Joe Mabel
Joe Mabel

Reputation: 1412

Can a Java applet use v1.7 or 1.8 as available without warning?

A small Java applet [Edited: that might not even be the right word: this is JNLP] in a site I support is currently compiled for Java v1.7. As v1.8 becomes increasingly common, our users are getting warnings like Firefox's "This application would like to use a version of Java (1.7) that is not installed on your system.

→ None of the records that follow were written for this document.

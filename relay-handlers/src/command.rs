//! Command handler: replies to `/start` and `/help`, swallows other commands.

use async_trait::async_trait;
use kbot_core::{Handler, HandlerResponse, Message, Result};
use tracing::info;

/// Static help text for `/help`.
pub const HELP_TEXT: &str = "Send me a question and I will answer it using my accumulated knowledge.\n\
Upload a .txt or .md document and I will summarize it and remember the summary.\n\
/start - greeting\n\
/help - this message";

/// Handles bot commands. Unknown commands stop the chain without a reply,
/// matching a relay that registers no handler for them.
pub struct CommandHandler;

impl CommandHandler {
    pub fn new() -> Self {
        Self
    }
}

impl Default for CommandHandler {
    fn default() -> Self {
        Self::new()
    }
}

/// Returns the leading `/command` token, with any `@botname` suffix stripped,
/// or None for non-command text.
fn command_token(content: &str) -> Option<&str> {
    let first = content.split_whitespace().next()?;
    if !first.starts_with('/') {
        return None;
    }
    Some(first.split('@').next().unwrap_or(first))
}

#[async_trait]
impl Handler for CommandHandler {
    async fn handle(&self, message: &Message) -> Result<HandlerResponse> {
        if message.message_type != "text" {
            return Ok(HandlerResponse::Continue);
        }
        let Some(command) = command_token(&message.content) else {
            return Ok(HandlerResponse::Continue);
        };

        match command {
            "/start" => {
                info!(user_id = message.user.id, "start command");
                Ok(HandlerResponse::Reply(format!(
                    "Hi {}!",
                    message.user.display_name()
                )))
            }
            "/help" => {
                info!(user_id = message.user.id, "help command");
                Ok(HandlerResponse::Reply(HELP_TEXT.to_string()))
            }
            other => {
                info!(user_id = message.user.id, command = %other, "unknown command ignored");
                Ok(HandlerResponse::Stop)
            }
        }
    }
}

We recommend running the application with the latest version of Java on your computer." Is there some way we could rebuild our applet to try for the 1.8 Java first and only try for the older 1.7 if 1.8 isn't available, preferably without needing to ask the user in either case? (FWIW, I'm a very experienced developer, but a rather inexperienced Java developer.)

Upvotes: 1

Views: 900

Answers (1)

Always Learning
Always Learning

Reputation: 5581

The applet can specify the version of java required using a line like this in the <resources> section of the code:

<j2se version="1.7*">

The version number specified can either end with a number, and asterisk or a plus sign.

  • 1.7 would mean the version must be 1.7.
  • 1.7* means anything at or higher than 1.7 but less than 1.8 (like 1.7.1).
  • 1.7+ means anything 1.7 or higher (including 1.8).

If your code should run fine on Java 7 or Java 8, then you'd want "1.7+" to indicate you're not that picky about it.